Remember that you didn’t make that scary and isolating decision for no reason. The person you cut off contact with likely was emotionally abusive or manipulative toward you. As such, it is unfortunately normal for their words to still ring in your ears.

They may have tried to guilt you out of leaving in the past, hence why it was so hard to leave. Additionally, they may have used other abuse tactics such as gaslighting or love bombing, then proceeding to continue harmful behavior afterward.

They probably told you that their behavior would stop, and it probably didn’t. It’s crucial to continue recognizing the abuse you went through, and to notice the difference when you are out of the situation. Both of these things will prevent you from getting pulled back in. 

3. Focus on yourself 

When you go no contact, it’s time to focus on yourself. If you’re going no contact from a family member or multiple family members, it could be the first time that you’ve ever really gotten to embrace yourself without judgement. Even if the drama doesn’t end with going NC, the joy of freedom can be a life raft in whatever storm you’re still living in.

In the case of going no contact from a friend or partner, it might be the first time that you’ve gotten to truly focus on yourself for a while. Now is the time to look inward, make changes, and embrace your own needs.

It’s also important to spend time with friends or loved ones who lift you up during this time. Try new hobbies or go back to old activities you miss and think about what you want in your life. Maybe you enjoy writing songs, taking photos, or watching sports. These are all great outlets and ways to reconnect with what makes you feel joy.

Now that you’ve gone NC and are free of a toxic relationship, work on developing self-confidence and loving yourself unconditionally. It may seem far away, but unconditional self-love is absolutely possible, no matter how much trauma you’ve been through.

Self-love doesn’t mean that you will feel great all of the time, but it does mean that you will value and protect your emotional wellbeing in a way you couldn’t before. Treat this as a time of freedom and exploration.

Make sure that your needs are met

In addition to working through guilt, it’s important to make sure that you’re using self-care during this time, and that you have everything you need to make it through.

If you’ve ever heard of Maslow’s hierarchy of needs, it’s a good diagram to refer to during this time. You want to make sure that you have all of the components of your needs met so that you can really focus on having the happiest and healthiest life possible. If you’re in college and are struggling, your university may have resources to help. 

What comes after NC? 

Going no contact is absolutely vital in some situations. If you have to go no contact, you’re strong and deserving of healing and freedom. You didn’t do anything wrong, and you deserve to be extremely proud of making this step toward wellbeing.

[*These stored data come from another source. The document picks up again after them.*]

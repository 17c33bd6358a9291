//! Workout repository implementation.

use async_trait::async_trait;
use sqlx::mysql::{MySqlArguments, MySqlRow};
use sqlx::{MySqlPool, Row};
use tracing::debug;

use pulselog_core::{
    paginate, NewWorkout, Result, SearchCriteria, Workout, WorkoutPage, WorkoutRepository,
};

use crate::filter::{QueryParam, WorkoutQueryBuilder};

/// Columns shared by every workout read, joined with the owner's username.
const SELECT_WORKOUTS: &str = "SELECT w.id, w.user_id, w.date, w.type, w.duration_minutes, \
     w.intensity, w.notes, u.username \
     FROM workouts w JOIN users u ON w.user_id = u.user_id";

/// MySQL implementation of WorkoutRepository.
#[derive(Clone)]
pub struct MySqlWorkoutRepository {
    pool: MySqlPool,
}

impl MySqlWorkoutRepository {
    /// Create a new MySqlWorkoutRepository with the given connection pool.
    pub fn new(pool: MySqlPool) -> Self {
        Self { pool }
    }
}

fn map_row_to_workout(row: MySqlRow) -> Workout {
    Workout {
        id: row.get("id"),
        user_id: row.get("user_id"),
        date: row.get("date"),
        workout_type: row.get("type"),
        duration_minutes: row.get("duration_minutes"),
        intensity: row.get("intensity"),
        notes: row.get("notes"),
        username: row.get("username"),
    }
}

fn bind_params<'q>(
    mut query: sqlx::query::Query<'q, sqlx::MySql, MySqlArguments>,
    params: &'q [QueryParam],
) -> sqlx::query::Query<'q, sqlx::MySql, MySqlArguments> {
    for param in params {
        query = match param {
            QueryParam::Str(v) => query.bind(v),
            QueryParam::Int(v) => query.bind(v),
        };
    }
    query
}

#[async_trait]
impl WorkoutRepository for MySqlWorkoutRepository {
    async fn search(&self, criteria: &SearchCriteria, limit: i64) -> Result<Vec<Workout>> {
        let spec = WorkoutQueryBuilder::new(criteria, limit).build();
        let sql = format!(
            "{} {} ORDER BY {} LIMIT {}",
            SELECT_WORKOUTS,
            spec.where_sql(),
            spec.order_by,
            spec.limit
        );

        debug!(
            subsystem = "db",
            component = "workouts",
            op = "search",
            clause_count = spec.clauses.len(),
            "Executing workout search"
        );

        let rows = bind_params(sqlx::query(&sql), &spec.params)
            .fetch_all(&self.pool)
            .await?;

        Ok(rows.into_iter().map(map_row_to_workout).collect())
    }

    async fn list_page(&self, user_id: i64, page_raw: Option<&str>) -> Result<WorkoutPage> {
        let total: i64 = sqlx::query_scalar("SELECT COUNT(*) FROM workouts WHERE user_id = ?")
            .bind(user_id)
            .fetch_one(&self.pool)
            .await?;

        let page = paginate(page_raw, total);

        let sql = format!(
            "{} WHERE w.user_id = ? ORDER BY w.date DESC LIMIT ? OFFSET ?",
            SELECT_WORKOUTS
        );
        let rows = sqlx::query(&sql)
            .bind(user_id)
            .bind(page.page_size)
            .bind(page.offset)
            .fetch_all(&self.pool)
            .await?;

        debug!(
            subsystem = "db",
            component = "workouts",
            op = "list_page",
            user_id,
            page = page.page,
            result_count = rows.len(),
            "Fetched workout history page"
        );

        Ok(WorkoutPage {
            items: rows.into_iter().map(map_row_to_workout).collect(),
            page,
        })
    }

    async fn insert(&self, workout: NewWorkout) -> Result<i64> {
        let result = sqlx::query(
            "INSERT INTO workouts (user_id, date, type, duration_minutes, intensity, notes) \
             VALUES (?,?,?,?,?,?)",
        )
        .bind(workout.user_id)
        .bind(workout.date)
        .bind(workout.workout_type.as_str())
        .bind(workout.duration_minutes)
        .bind(workout.intensity.as_str())
        .bind(&workout.notes)
        .execute(&self.pool)
        .await?;

        Ok(result.last_insert_id() as i64)
    }
}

Life after going NC can come with a bit of fear at first, but ultimately, it can make for a much lighter and brighter life, and an accelerated healing process from the traumatic relationship.

Going NC also doesn’t have to be forever. Cutting off contact is often the only way to fully heal, but once you feel stable and solid, you may want to occasionally reach back out. There are no hard and fast rules here, except to prioritize your personal wellbeing above all else.

To work through feelings of guilt or trauma you might’ve experienced with the NC’d person, some choose to see a licensed mental health professional. Other people choose to talk with peers who have been in similar situations — in some cases, only those who have also been there will understand the need to go NC.

Remember that you’re now free from the confinements of your old circumstances. After going no-contact, you’re free to embrace all life has to offer.